Source data:
//! Scoped cancellation and per-request timeouts for every I/O call.
//!
//! An [`IoScope`] is passed explicitly into each operation that suspends on
//! the network. [`IoScope::child`] opens a nested scope whose guard cancels
//! it on drop, so anything still in flight when the enclosing operation
//! returns is dropped with it.

use std::future::Future;
use std::ops::Deref;
use std::time::Duration;

use tokio_util::sync::{CancellationToken, DropGuard};

use crate::{Error, Result};

/// Default timeout applied to a single network request.
pub const DEFAULT_REQUEST_TIMEOUT: Duration = Duration::from_secs(30);

/// Cancellation token plus request timeout.
#[derive(Debug, Clone)]
pub struct IoScope {
    token: CancellationToken,
    request_timeout: Duration,
}

impl IoScope {
    /// Create a root scope.
    pub fn new(request_timeout: Duration) -> Self {
        Self {
            token: CancellationToken::new(),
            request_timeout,
        }
    }

    /// Open a nested scope, cancelled when the parent is or when the returned
    /// guard is dropped.
    pub fn child(&self) -> ScopeGuard {
        let token = self.token.child_token();
        ScopeGuard {
            scope: IoScope {
                token: token.clone(),
                request_timeout: self.request_timeout,
            },
            _guard: token.drop_guard(),
        }
    }

    /// Cancel this scope and all of its children.
    pub fn cancel(&self) {
        self.token.cancel();
    }

    pub fn is_cancelled(&self) -> bool {
        self.token.is_cancelled()
    }

    /// Resolves once the scope is cancelled.
    pub async fn cancelled(&self) {
        self.token.cancelled().await
    }

    /// Fail with [`Error::Cancelled`] if the scope has already been cancelled.
    pub fn check(&self, operation: &'static str) -> Result<()> {
        if self.is_cancelled() {
            return Err(Error::Cancelled { operation });
        }
        Ok(())
    }

    /// Drive `fut` to completion under the scope's timeout and cancellation.
    ///
    /// On timeout or cancellation the future is dropped, which aborts the
    /// underlying request.
    pub async fn run<T, F>(&self, operation: &'static str, fut: F) -> Result<T>
    where
        F: Future<Output = Result<T>>,
    {
        self.check(operation)?;

        tokio::select! {
            biased;
            _ = self.token.cancelled() => Err(Error::Cancelled { operation }),
            res = tokio::time::timeout(self.request_timeout, fut) => match res {
                Ok(inner) => inner,
                Err(_) => {
                    tracing::debug!(operation, timeout = ?self.request_timeout, "request timed out");
                    Err(Error::Timeout {
                        operation,
                        after: self.request_timeout,
                    })
                }
            },
        }
    }
}

impl Default for IoScope {
    fn default() -> Self {
        Self::new(DEFAULT_REQUEST_TIMEOUT)
    }
}

/// A nested [`IoScope`] that is cancelled when dropped.
#[derive(Debug)]
pub struct ScopeGuard {
    scope: IoScope,
    _guard: DropGuard,
}

impl Deref for ScopeGuard {
    type Target = IoScope;

    fn deref(&self) -> &IoScope {
        &self.scope
    }
}
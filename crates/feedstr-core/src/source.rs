//! Feed-side collaborators: the raw entry shape, feed sources, and the
//! body-to-markup converter.
//!
//! The engine never touches a feed parser directly. Adapters (HTTP + parser,
//! or an in-memory list in tests) hand it [`FeedEntry`] values.

use std::future::Future;

use chrono::{DateTime, Utc};

use crate::Result;

/// How a text field is encoded in the source feed.
#[derive(Debug, Clone, Copy, PartialEq, Eq, Default)]
pub enum TextKind {
    /// Plain text, used as-is.
    #[default]
    Plain,
    /// Escaped HTML.
    Html,
    /// Inline XHTML.
    Xhtml,
}

impl TextKind {
    /// Whether the text may carry HTML entities that need decoding.
    pub fn is_html(self) -> bool {
        matches!(self, Self::Html | Self::Xhtml)
    }
}

/// A text field together with its declared type.
#[derive(Debug, Clone, PartialEq, Eq, Default)]
pub struct EntryText {
    pub content: String,
    pub kind: TextKind,
}

impl EntryText {
    pub fn plain(content: impl Into<String>) -> Self {
        Self {
            content: content.into(),
            kind: TextKind::Plain,
        }
    }

    pub fn html(content: impl Into<String>) -> Self {
        Self {
            content: content.into(),
            kind: TextKind::Html,
        }
    }
}

/// A link attached to an entry.
#[derive(Debug, Clone, PartialEq, Eq)]
pub struct EntryLink {
    pub href: String,
    /// Link relation (`alternate`, `enclosure`, ...), if declared.
    pub rel: Option<String>,
}

/// One raw entry as exposed by a parsed feed.
#[derive(Debug, Clone, Default, PartialEq)]
pub struct FeedEntry {
    /// The entry's GUID / Atom id.
    pub id: Option<String>,
    pub published: Option<DateTime<Utc>>,
    /// Last-modified date, used when `published` is missing.
    pub updated: Option<DateTime<Utc>>,
    pub title: Option<EntryText>,
    /// Full rich content body.
    pub content: Option<String>,
    /// Short description, used when there is no full content.
    pub summary: Option<String>,
    pub links: Vec<EntryLink>,
}

impl FeedEntry {
    /// The entry's canonical URL.
    ///
    /// The first link with no relation or `rel="alternate"`, falling back to
    /// the first link of any kind.
    pub fn canonical_link(&self) -> Option<&str> {
        self.links
            .iter()
            .find(|l| matches!(l.rel.as_deref(), None | Some("alternate")))
            .or_else(|| self.links.first())
            .map(|l| l.href.as_str())
            .filter(|href| !href.trim().is_empty())
    }
}

/// Retrieves and parses a feed document.
pub trait FeedSource {
    /// Fetch the feed at `url`, returning its entries in document order.
    fn fetch(&self, url: &str) -> impl Future<Output = Result<Vec<FeedEntry>>> + Send;
}

/// Converts a rich-text (HTML) body into the markup used in posts.
///
/// Implementations must not fail: on malformed input they degrade to
/// whatever best-effort text they can produce.
pub trait MarkupConverter {
    fn convert(&self, html: Option<&str>) -> String;
}

#[cfg(test)]
mod tests {
    use super::*;

    fn link(href: &str, rel: Option<&str>) -> EntryLink {
        EntryLink {
            href: href.to_string(),
            rel: rel.map(str::to_string),
        }
    }

    #[test]
    fn canonical_link_prefers_alternate() {
        let entry = FeedEntry {
            links: vec![
                link("https://cdn.example.com/a.mp3", Some("enclosure")),
                link("https://example.com/a", Some("alternate")),
            ],
            ..Default::default()
        };
        assert_eq!(entry.canonical_link(), Some("https://example.com/a"));
    }

    #[test]
    fn canonical_link_accepts_missing_rel() {
        let entry = FeedEntry {
            links: vec![
                link("https://example.com/replies", Some("replies")),
                link("https://example.com/b", None),
            ],
            ..Default::default()
        };
        assert_eq!(entry.canonical_link(), Some("https://example.com/b"));
    }

    #[test]
    fn canonical_link_falls_back_to_first() {
        let entry = FeedEntry {
            links: vec![link("https://example.com/c", Some("related"))],
            ..Default::default()
        };
        assert_eq!(entry.canonical_link(), Some("https://example.com/c"));
        assert_eq!(FeedEntry::default().canonical_link(), None);
    }

    #[test]
    fn text_kind_html_detection() {
        assert!(TextKind::Html.is_html());
        assert!(TextKind::Xhtml.is_html());
        assert!(!TextKind::Plain.is_html());
    }
}
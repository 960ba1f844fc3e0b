//! Relay connectivity: URL normalization and the relay-backed ledger.

mod ledger;
pub mod url;

pub use ledger::RelayLedger;
pub use url::{NormalizeResult, normalize_relay_url, normalize_relay_urls};
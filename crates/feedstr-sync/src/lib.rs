//! Adapters and batch driver that connect the reconciliation engine to the
//! outside world.
//!
//! # Modules
//!
//! - [`config`] - TOML configuration and identity validation
//! - [`relay`] - Relay URL normalization and the relay-backed ledger
//! - [`source`] - HTTP feed fetching and parsing
//! - [`markup`] - HTML to Markdown conversion
//! - [`batch`] - Runs all selected feeds once and summarizes the result
//!
//! # Architecture
//!
//! ```text
//! ┌──────────────────┐     ┌──────────────────┐
//! │  HttpFeedSource  │     │  HtmlToMarkdown  │
//! └────────┬─────────┘     └────────┬─────────┘
//!          │                        │
//!          ▼                        ▼
//! ┌───────────────────────────────────────────┐
//! │       feedstr_core::Reconciler (per feed) │
//! └────────────────────┬──────────────────────┘
//!                      │
//!                      ▼
//!             ┌──────────────────┐
//!             │   RelayLedger    │  nostr-sdk Client
//!             └──────────────────┘
//! ```

pub mod batch;
pub mod config;
pub mod error;
pub mod markup;
pub mod relay;
pub mod source;

pub use batch::{BatchOptions, BatchSummary, FeedFailure, run_batch};
pub use config::{Config, FeedConfig};
pub use error::{Error, Result};
pub use markup::HtmlToMarkdown;
pub use relay::RelayLedger;
pub use source::HttpFeedSource;
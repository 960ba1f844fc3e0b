//! Per-feed reconciliation: fetch, normalize, dedupe against the ledger, and
//! publish what is missing.
//!
//! # Stages
//!
//! ```text
//! Fetching ─► Normalizing ─► Deduplicating ─► Publishing ─► Done
//!     │            │               │               │
//!     └────────────┴───────┬───────┴───────────────┘
//!                          ▼
//!                       Aborted
//! ```
//!
//! Items are published oldest first, one at a time, each acknowledged before
//! the next is signed. If a run dies partway, what made it out is a
//! contiguous run of the oldest items, the next run's oldest pending item is
//! newer than anything published, and the history scan picks up exactly
//! where this run stopped.

use std::collections::HashSet;
use std::fmt;
use std::time::Duration;

use metrics::counter;
use nostr::{EventBuilder, EventId, Tag, TagKind};

use crate::context::IoScope;
use crate::history::{self, DEFAULT_PAGE_SIZE, SCAN_WINDOW};
use crate::item::{self, SyncItem};
use crate::ledger::{Identity, Ledger};
use crate::source::{FeedSource, MarkupConverter};
use crate::{Error, MAX_FEED_ENTRIES, Result};

/// Where a feed's run currently is.
#[derive(Debug, Clone, Copy, PartialEq, Eq)]
pub enum Stage {
    Fetching,
    Normalizing,
    Deduplicating,
    Publishing,
    Done,
}

impl fmt::Display for Stage {
    fn fmt(&self, f: &mut fmt::Formatter<'_>) -> fmt::Result {
        let name = match self {
            Self::Fetching => "fetching",
            Self::Normalizing => "normalizing",
            Self::Deduplicating => "deduplicating",
            Self::Publishing => "publishing",
            Self::Done => "done",
        };
        f.write_str(name)
    }
}

/// Tuning knobs for a reconciliation run.
#[derive(Debug, Clone)]
pub struct ReconcileOptions {
    /// Entries beyond this many (in feed order) are ignored.
    pub max_entries: usize,
    /// How far behind the oldest pending item the history scan reaches.
    pub scan_window: Duration,
    /// Headers requested per history page.
    pub history_page_size: usize,
    /// Run every stage but submit nothing.
    pub dry_run: bool,
}

impl Default for ReconcileOptions {
    fn default() -> Self {
        Self {
            max_entries: MAX_FEED_ENTRIES,
            scan_window: SCAN_WINDOW,
            history_page_size: DEFAULT_PAGE_SIZE,
            dry_run: false,
        }
    }
}

/// One feed to reconcile.
#[derive(Debug, Clone)]
pub struct FeedTarget<'a> {
    pub name: &'a str,
    pub url: &'a str,
    pub identity: &'a Identity,
}

/// How a successful run ended.
#[derive(Debug, Clone, Copy, PartialEq, Eq)]
pub enum Outcome {
    /// The feed had no usable entries.
    NoItems,
    /// Every item was already on the ledger.
    UpToDate,
    /// At least one item was published (or would have been, in a dry run).
    Published,
}

/// Summary of a successful run.
#[derive(Debug, Clone)]
pub struct SyncReport {
    pub feed: String,
    pub outcome: Outcome,
    /// Entries returned by the feed.
    pub entries_fetched: usize,
    /// Entries kept after the cap.
    pub entries_considered: usize,
    /// Entries dropped for lacking a date or being invalid.
    pub entries_skipped: usize,
    /// Entries dropped because an older entry in the same fetch had the same GUID.
    pub duplicates: usize,
    /// Items whose GUID was found in the history scan.
    pub already_published: usize,
    /// Records appended, in submission order. Empty in a dry run.
    pub published: Vec<EventId>,
    /// Items that would have been published in a dry run.
    pub would_publish: usize,
}

impl SyncReport {
    fn new(feed: &str) -> Self {
        Self {
            feed: feed.to_string(),
            outcome: Outcome::NoItems,
            entries_fetched: 0,
            entries_considered: 0,
            entries_skipped: 0,
            duplicates: 0,
            already_published: 0,
            published: Vec::new(),
            would_publish: 0,
        }
    }
}

/// A run that stopped before finishing.
#[derive(Debug, thiserror::Error)]
#[error("feed {feed:?} aborted while {stage} after publishing {published} item(s): {source}")]
pub struct Aborted {
    pub feed: String,
    pub stage: Stage,
    /// Records already appended before the failure.
    pub published: usize,
    #[source]
    pub source: Error,
}

/// Drives feeds through the reconciliation stages.
pub struct Reconciler<'a, L, F, M> {
    ledger: &'a L,
    source: &'a F,
    converter: &'a M,
    options: ReconcileOptions,
}

impl<'a, L, F, M> Reconciler<'a, L, F, M>
where
    L: Ledger,
    F: FeedSource,
    M: MarkupConverter,
{
    pub fn new(ledger: &'a L, source: &'a F, converter: &'a M, options: ReconcileOptions) -> Self {
        Self {
            ledger,
            source,
            converter,
            options,
        }
    }

    /// Bring one feed's identity up to date with the feed.
    pub async fn reconcile(
        &self,
        feed: &FeedTarget<'_>,
        scope: &IoScope,
    ) -> std::result::Result<SyncReport, Aborted> {
        let mut report = SyncReport::new(feed.name);
        let mut stage = Stage::Fetching;

        match self.run(feed, scope, &mut report, &mut stage).await {
            Ok(()) => {
                tracing::info!(
                    feed = feed.name,
                    outcome = ?report.outcome,
                    fetched = report.entries_fetched,
                    skipped = report.entries_skipped,
                    duplicates = report.duplicates,
                    already_published = report.already_published,
                    published = report.published.len(),
                    "feed reconciled"
                );
                Ok(report)
            }
            Err(source) => Err(Aborted {
                feed: feed.name.to_string(),
                stage,
                published: report.published.len(),
                source,
            }),
        }
    }

    async fn run(
        &self,
        feed: &FeedTarget<'_>,
        scope: &IoScope,
        report: &mut SyncReport,
        stage: &mut Stage,
    ) -> Result<()> {
        // Fetching
        let mut entries = scope.run("fetch feed", self.source.fetch(feed.url)).await?;
        report.entries_fetched = entries.len();
        if entries.len() > self.options.max_entries {
            tracing::debug!(
                total = entries.len(),
                cap = self.options.max_entries,
                "feed exceeds entry cap, ignoring the rest"
            );
            entries.truncate(self.options.max_entries);
        }
        report.entries_considered = entries.len();

        // Normalizing
        *stage = Stage::Normalizing;
        let mut items = Vec::with_capacity(entries.len());
        for entry in &entries {
            match item::normalize(entry, self.converter) {
                Ok(Some(item)) => items.push(item),
                Ok(None) => {
                    report.entries_skipped += 1;
                    tracing::warn!(id = ?entry.id, "skipping entry without a publish date");
                }
                Err(e) => {
                    report.entries_skipped += 1;
                    tracing::warn!(id = ?entry.id, error = %e, "skipping invalid entry");
                }
            }
        }
        counter!("feedstr_items_skipped_total").increment(report.entries_skipped as u64);

        if items.is_empty() {
            report.outcome = Outcome::NoItems;
            *stage = Stage::Done;
            return Ok(());
        }

        // Oldest first. Stable, so same-instant items keep feed order.
        items.sort_by_key(|item| item.published_at());

        // One record per GUID: the oldest entry claims it.
        let before = items.len();
        let mut claimed = HashSet::new();
        items.retain(|item| {
            let first = claimed.insert(item.marker_guid());
            if !first {
                tracing::warn!(
                    guid = item.guid(),
                    published_at = %item.published_at(),
                    "dropping entry that repeats an earlier GUID in this feed"
                );
            }
            first
        });
        report.duplicates = before - items.len();

        // Deduplicating
        *stage = Stage::Deduplicating;
        let oldest_pending = items[0].timestamp();
        let scan = history::scan_published(
            self.ledger,
            feed.identity.public_key(),
            oldest_pending,
            self.options.scan_window,
            self.options.history_page_size,
            scope,
        )
        .await?;

        let before = items.len();
        items.retain(|item| !scan.seen.contains(&item.marker_guid()));
        report.already_published = before - items.len();
        counter!("feedstr_items_already_published_total")
            .increment(report.already_published as u64);

        if items.is_empty() {
            report.outcome = Outcome::UpToDate;
            *stage = Stage::Done;
            return Ok(());
        }

        // Publishing
        *stage = Stage::Publishing;
        for item in &items {
            scope.check("publish post")?;

            let event = feed.identity.sign(post_builder(item))?;

            if self.options.dry_run {
                tracing::info!(
                    guid = item.guid(),
                    published_at = %item.published_at(),
                    title = ?item.title(),
                    "dry run: would publish"
                );
                report.would_publish += 1;
                continue;
            }

            let id = scope.run("publish post", self.ledger.publish(&event)).await?;
            tracing::info!(
                guid = item.guid(),
                id = %id,
                published_at = %item.published_at(),
                "published item"
            );
            counter!("feedstr_items_published_total").increment(1);
            report.published.push(id);
        }

        report.outcome = Outcome::Published;
        *stage = Stage::Done;
        Ok(())
    }
}

/// Unsigned post record for an item.
pub fn post_builder(item: &SyncItem) -> EventBuilder {
    let mut tags = Vec::new();
    if let Some(title) = item.title() {
        tags.push(Tag::custom(TagKind::custom("subject"), [title]));
    }
    if let Some(link) = item.link() {
        tags.push(Tag::reference(link));
    }

    EventBuilder::text_note(item.content())
        .tags(tags)
        .custom_created_at(item.timestamp())
}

Aim of the exercise: Copy each line in the entries above where "operation" turns up.

Answer to this problem:
//! An [`IoScope`] is passed explicitly into each operation that suspends on
//! it on drop, so anything still in flight when the enclosing operation
    pub fn check(&self, operation: &'static str) -> Result<()> {
            return Err(Error::Cancelled { operation });
    pub async fn run<T, F>(&self, operation: &'static str, fut: F) -> Result<T>
        self.check(operation)?;
            _ = self.token.cancelled() => Err(Error::Cancelled { operation }),
                    tracing::debug!(operation, timeout = ?self.request_timeout, "request timed out");
                        operation,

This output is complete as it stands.